The squad rode up into a semi-circle around Earl and stopped, staring down at him with amusement. Then the smell of him hit them. As ripe as Earl had been the night before, which was very pungent indeed, his personal stink was now eclipsed by that of the bog mud he was coated in.

“Earl!” yelled Shane as he ran to the scene. “Ye’ve gone into that swamp again! After I told ye and told ye and told ye!”

Shane came at his brother from between the squad’s horses and kicked Earl hard in the upper thigh, just below the hip.
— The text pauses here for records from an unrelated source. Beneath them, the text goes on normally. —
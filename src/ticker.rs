//! Cancellable one-second tick source.
//!
//! A [`TickHandle`] exists only while the clock runs. Releasing it is the
//! cancellation: no tick is produced afterwards until a new handle is
//! acquired, and a fresh handle always starts a full interval.

use std::time::{Duration, Instant};

pub const TICK_INTERVAL: Duration = Duration::from_secs(1);

pub struct TickHandle {
    interval: Duration,
    anchor: Instant,
}

impl TickHandle {
    fn acquire(interval: Duration, now: Instant) -> Self {
        Self { interval, anchor: now }
    }

    /// Whole intervals elapsed since the last delivered tick. The anchor
    /// advances by exactly that many intervals so the remainder carries over.
    pub fn due(&mut self, now: Instant) -> u32 {
        let elapsed = now.saturating_duration_since(self.anchor);
        let n = (elapsed.as_nanos() / self.interval.as_nanos().max(1)) as u32;
        self.anchor += self.interval * n;
        n
    }

    pub fn until_next(&self, now: Instant) -> Duration {
        (self.anchor + self.interval).saturating_duration_since(now)
    }
}

pub struct Ticker {
    interval: Duration,
    handle: Option<TickHandle>,
}

impl Ticker {
    pub fn new(interval: Duration) -> Self {
        Self { interval, handle: None }
    }

    pub fn is_armed(&self) -> bool {
        self.handle.is_some()
    }

    /// Acquires or releases the handle so it exists iff `running`.
    pub fn sync(&mut self, running: bool, now: Instant) {
        match (running, self.handle.is_some()) {
            (true, false) => {
                tracing::trace!("tick handle acquired");
                self.handle = Some(TickHandle::acquire(self.interval, now));
            }
            (false, true) => {
                tracing::trace!("tick handle released");
                self.handle = None;
            }
            _ => {}
        }
    }

    pub fn release(&mut self) {
        self.handle = None;
    }

    pub fn due(&mut self, now: Instant) -> u32 {
        self.handle.as_mut().map_or(0, |h| h.due(now))
    }

    /// How long the event loop may block before the next tick is due.
    pub fn poll_timeout(&self, now: Instant, idle: Duration) -> Duration {
        self.handle
            .as_ref()
            .map_or(idle, |h| h.until_next(now).min(idle))
    }
}

impl Default for Ticker {
    fn default() -> Self {
        Self::new(TICK_INTERVAL)
    }
}

#[cfg(test)]
mod tests {
    use super::*;

    const MS: Duration = Duration::from_millis(1);

    #[test]
    fn disarmed_ticker_never_ticks() {
        let t0 = Instant::now();
        let mut ticker = Ticker::default();
        assert_eq!(ticker.due(t0 + TICK_INTERVAL * 10), 0);
        assert!(!ticker.is_armed());
    }

    #[test]
    fn delivers_whole_seconds_and_carries_remainder() {
        let t0 = Instant::now();
        let mut ticker = Ticker::default();
        ticker.sync(true, t0);

        assert_eq!(ticker.due(t0 + 999 * MS), 0);
        assert_eq!(ticker.due(t0 + 1500 * MS), 1);
        assert_eq!(ticker.due(t0 + 1999 * MS), 0);
        assert_eq!(ticker.due(t0 + 2000 * MS), 1);
        assert_eq!(ticker.due(t0 + 5200 * MS), 3);
        assert_eq!(ticker.poll_timeout(t0 + 5200 * MS, TICK_INTERVAL), 800 * MS);
    }

    #[test]
    fn release_cancels_pending_ticks() {
        let t0 = Instant::now();
        let mut ticker = Ticker::default();
        ticker.sync(true, t0);
        ticker.sync(false, t0 + 900 * MS);
        assert_eq!(ticker.due(t0 + 3000 * MS), 0);

        ticker.sync(true, t0 + 3000 * MS);
        assert_eq!(ticker.due(t0 + 3900 * MS), 0);
        assert_eq!(ticker.due(t0 + 4000 * MS), 1);
    }

    #[test]
    fn sync_keeps_existing_handle() {
        let t0 = Instant::now();
        let mut ticker = Ticker::default();
        ticker.sync(true, t0);
        ticker.sync(true, t0 + 700 * MS);
        assert_eq!(ticker.due(t0 + 1000 * MS), 1);
    }

    #[test]
    fn idle_timeout_when_disarmed() {
        let ticker = Ticker::default();
        let idle = Duration::from_millis(250);
        assert_eq!(ticker.poll_timeout(Instant::now(), idle), idle);
    }
}
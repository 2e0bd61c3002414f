use crate::mode::Mode;

/// `M:SS` for countdowns, `MM:SS` for the stopwatch.
pub fn format_display(secs: u64, mode: Mode) -> String {
    let (m, s) = (secs / 60, secs % 60);
    if mode.counts_up() {
        format!("{:02}:{:02}", m, s)
    } else {
        format!("{}:{:02}", m, s)
    }
}

// 3x5 block glyphs, one string per row.
const GLYPH_HEIGHT: usize = 5;

fn glyph(c: char) -> [&'static str; GLYPH_HEIGHT] {
    match c {
        '0' => ["███", "█ █", "█ █", "█ █", "███"],
        '1' => ["  █", "  █", "  █", "  █", "  █"],
        '2' => ["███", "  █", "███", "█  ", "███"],
        '3' => ["███", "  █", "███", "  █", "███"],
        '4' => ["█ █", "█ █", "███", "  █", "  █"],
        '5' => ["███", "█  ", "███", "  █", "███"],
        '6' => ["███", "█  ", "███", "█ █", "███"],
        '7' => ["███", "  █", "  █", "  █", "  █"],
        '8' => ["███", "█ █", "███", "█ █", "███"],
        '9' => ["███", "█ █", "███", "  █", "███"],
        ':' => [" ", "█", " ", "█", " "],
        _ => [" ", " ", " ", " ", " "],
    }
}

/// Renders `text` as rows of block glyphs, each cell repeated `scale` times
/// in both directions.
pub fn big_text_rows(text: &str, scale: u16) -> Vec<String> {
    let scale = scale.max(1) as usize;
    let mut rows = Vec::with_capacity(GLYPH_HEIGHT * scale);

    for r in 0..GLYPH_HEIGHT {
        let mut line = String::new();
        for (i, c) in text.chars().enumerate() {
            if i > 0 {
                line.push_str(&" ".repeat(scale));
            }
            for cell in glyph(c)[r].chars() {
                for _ in 0..scale {
                    line.push(cell);
                }
            }
        }
        for _ in 0..scale {
            rows.push(line.clone());
        }
    }
    rows
}

#[cfg(test)]
mod tests {
    use super::*;

    #[test]
    fn countdown_minutes_are_not_padded() {
        assert_eq!(format_display(360, Mode::Rolling), "6:00");
        assert_eq!(format_display(65, Mode::Resting), "1:05");
        assert_eq!(format_display(5, Mode::Preparing), "0:05");
        assert_eq!(format_display(0, Mode::HellRounds), "0:00");
    }

    #[test]
    fn stopwatch_minutes_are_padded() {
        assert_eq!(format_display(65, Mode::Stopwatch), "01:05");
        assert_eq!(format_display(0, Mode::Stopwatch), "00:00");
        assert_eq!(format_display(6000, Mode::Stopwatch), "100:00");
    }

    #[test]
    fn big_text_scales_in_both_directions() {
        let small = big_text_rows("1:05", 1);
        assert_eq!(small.len(), 5);
        assert_eq!(small[0], "  █   ███ ███");

        let large = big_text_rows("1:05", 2);
        assert_eq!(large.len(), 10);
        assert_eq!(large[0], large[1]);
        assert_eq!(large[0].chars().count(), small[0].chars().count() * 2);
    }
}
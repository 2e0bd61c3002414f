use serde::{Deserialize, Serialize};

// ============================================================================
// Modes
// ============================================================================

#[derive(Serialize, Deserialize, Clone, Copy, PartialEq, Eq, Debug)]
#[serde(rename_all = "snake_case")]
pub enum Mode {
    Preparing,
    Rolling,
    Resting,
    HellRounds,
    Stopwatch,
}

impl Mode {
    pub fn header(&self) -> &'static str {
        match self {
            Self::Preparing => "Get Ready",
            Self::Rolling => "Combat",
            Self::Resting => "Rest",
            Self::HellRounds => "Hell Rounds",
            Self::Stopwatch => "Stopwatch",
        }
    }

    pub fn icon(&self) -> &'static str {
        match self {
            Self::Preparing => "⏳",
            Self::Rolling => "🥋",
            Self::Resting => "💧",
            Self::HellRounds => "🔥",
            Self::Stopwatch => "⏱",
        }
    }

    pub fn counts_up(&self) -> bool {
        matches!(self, Self::Stopwatch)
    }
}

/// Entries of the mode-selection menu. Roll and HellRounds route through
/// a preparation countdown first.
#[derive(Clone, Copy, PartialEq, Eq, Debug)]
pub enum MenuChoice {
    Roll,
    HellRounds,
    Stopwatch,
}

impl MenuChoice {
    pub const ALL: [MenuChoice; 3] = [Self::Roll, Self::HellRounds, Self::Stopwatch];

    pub fn label(&self) -> &'static str {
        match self {
            Self::Roll => "Roll",
            Self::HellRounds => "Hell Rounds",
            Self::Stopwatch => "Stopwatch",
        }
    }

    pub fn description(&self) -> &'static str {
        match self {
            Self::Roll => "Prepare, one timed round, then rest",
            Self::HellRounds => "Prepare, then back-to-back rounds",
            Self::Stopwatch => "Free-running clock counting up",
        }
    }

    pub fn next(self) -> Self {
        match self {
            Self::Roll => Self::HellRounds,
            Self::HellRounds => Self::Stopwatch,
            Self::Stopwatch => Self::Roll,
        }
    }

    pub fn prev(self) -> Self {
        match self {
            Self::Roll => Self::Stopwatch,
            Self::HellRounds => Self::Roll,
            Self::Stopwatch => Self::HellRounds,
        }
    }
}

// ============================================================================
// Durations
// ============================================================================

/// Canonical starting values, in seconds, for each countdown mode.
#[derive(Serialize, Deserialize, Clone, Copy, PartialEq, Eq, Debug)]
#[serde(default)]
pub struct Durations {
    pub prepare: u64,
    pub round: u64,
    pub rest: u64,
    pub hell_round: u64,
}

impl Default for Durations {
    fn default() -> Self {
        Self {
            prepare: 5,
            round: 6 * 60,
            rest: 60,
            hell_round: 2 * 60,
        }
    }
}

impl Durations {
    pub fn starting_seconds(&self, mode: Mode) -> u64 {
        match mode {
            Mode::Preparing => self.prepare,
            Mode::Rolling => self.round,
            Mode::Resting => self.rest,
            Mode::HellRounds => self.hell_round,
            Mode::Stopwatch => 0,
        }
    }

    /// Replaces zero-length countdowns with their defaults, returning the
    /// names of the fields that were replaced.
    pub fn replace_zeros(&mut self) -> Vec<&'static str> {
        let defaults = Self::default();
        let mut replaced = Vec::new();
        for (name, value, default) in [
            ("prepare", &mut self.prepare, defaults.prepare),
            ("round", &mut self.round, defaults.round),
            ("rest", &mut self.rest, defaults.rest),
            ("hell_round", &mut self.hell_round, defaults.hell_round),
        ] {
            if *value == 0 {
                *value = default;
                replaced.push(name);
            }
        }
        replaced
    }
}

#[cfg(test)]
mod tests {
    use super::*;

    #[test]
    fn default_durations_match_training_plan() {
        let d = Durations::default();
        assert_eq!(d.starting_seconds(Mode::Preparing), 5);
        assert_eq!(d.starting_seconds(Mode::Rolling), 360);
        assert_eq!(d.starting_seconds(Mode::Resting), 60);
        assert_eq!(d.starting_seconds(Mode::HellRounds), 120);
        assert_eq!(d.starting_seconds(Mode::Stopwatch), 0);
    }

    #[test]
    fn menu_cycles_both_ways() {
        for choice in MenuChoice::ALL {
            assert_eq!(choice.next().prev(), choice);
        }
        assert_eq!(MenuChoice::Stopwatch.next(), MenuChoice::Roll);
    }

    #[test]
    fn only_stopwatch_counts_up() {
        assert!(Mode::Stopwatch.counts_up());
        assert!(!Mode::Resting.counts_up());
        assert_eq!(Mode::Rolling.header(), "Combat");
        assert_eq!(Mode::Resting.header(), "Rest");
    }

    #[test]
    fn zero_durations_fall_back_to_defaults() {
        let mut d = Durations { prepare: 0, round: 0, rest: 45, hell_round: 90 };
        assert_eq!(d.replace_zeros(), vec!["prepare", "round"]);
        assert_eq!(d, Durations { prepare: 5, round: 360, rest: 45, hell_round: 90 });
        assert!(d.replace_zeros().is_empty());
    }

    #[test]
    fn partial_durations_fill_from_defaults() {
        let d: Durations = serde_json::from_str(r#"{"round": 300}"#).unwrap();
        assert_eq!(d.round, 300);
        assert_eq!(d.prepare, 5);
        assert_eq!(d.hell_round, 120);
    }
}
Earl squawked again and rolled up into a defensive ball as Shane continued to kick and pummel him. The beating Shane laid on his older brother was not terrible, however, with the blows falling mostly on his thighs and upper arms. Shane’s three big dogs surrounded them and barked excitedly.

“I told ye!” Shane finished with a hard palm slap to Earl’s ear.

Earl howled. With Shane backing away from Earl, the biggest of the dogs jumped on Earl and started humping him.

“Ah! No! Stop! Pleeeeease! Stop him!” Earl whimpered as he rolled around, pinned under the big dog that was grinding away on him with its big, pink boner unsheathed.

Shane gave a whistle and all his dogs a sharp order to, “piss off!” The two supporters did so immediately, but Shane had to give the alpha a kick in the haunch to get him to stop fucking his brother.

“I’m sorry, Shane! I’m sorry,” Earl blubbered.

“I told ye! Again and again, I told ye!”

“I know, Shane. I’m sorry. I had to go! He was calling me! To bring a gift for Otilla!”

For a second it looked like Shane was about to start beating his brother again as he cocked his fist up in the air.

“Again with this? Don’t ye be talking this! Not to these good folk! No!” Shane yelled.

“It’s true! It’s true!” Earl said as he struggled to his knees. He pulled something on a rawhide string out from under his jerkin and held it up towards Peep with both hands like an offering.

“See? It’s for you, Otilla! From the Desolate One,” Earl said.

This time Shane did strike. He unloaded his cocked fist and punched Earl hard in the face. Earl fell to the grass without a sound.

“Okay, that’s enough,” Choke said. “Knuckle? Get them away from each other.”

Knuckle dismounted and moved to lay a restraining hand on Shane’s shoulder. Shane gave him an evil look, and looked for a second like he might take further exception. His three dogs had not gone far, and reacted instantly to their master’s energy. As one, they all took a step towards Knuckle and snarled.

“Shane,” Knuckle said in as calm a tone as he could manage. “Let’s just all settle down, please. Okay?”

Shane took a step back from Knuckle and held his palms up.

“Yeah. Right. Okay. I’m sorry. It’s just that I’ve told him again and again not to go into that swamp with this evil, and he never listens.”

“I understand. What is this he’s talking about, though? The Desolate One? What is this? Is it real?” Choke asked

“It’s evil, is what it is. Ye’ll be wanting no part of it. And, yeah it’s real.”

“So what is this thing? Some kind of undead?”

“Ye really wanna know?” Shane asked quietly with his eyes closed.

“With everything else that’s been going on, I think we have to know,” Choke said emphatically.

Shane sighed deeply. Then he reached down and dragged Earl up by his elbow.

“Up. Up, ye heap of trouble. The man wants to hear about the Desolate One on account of yar dumb ass.”

Once Earl was upright, he stood swaying woozily with Shane still supporting him. Whatever he had pulled out from under his jerkin was still clutched in his right hand, with its muddy rawhide string dangling down.

“So ye wanna hear about the Desolate One, do ye?” Shane asked Choke. “Well, then, let’s go have a sit up at camp, because there’s no way I’m getting into that without having a puff first.”

With this, Shane and Earl walked back to the cabin, leaving Choke and the others to follow.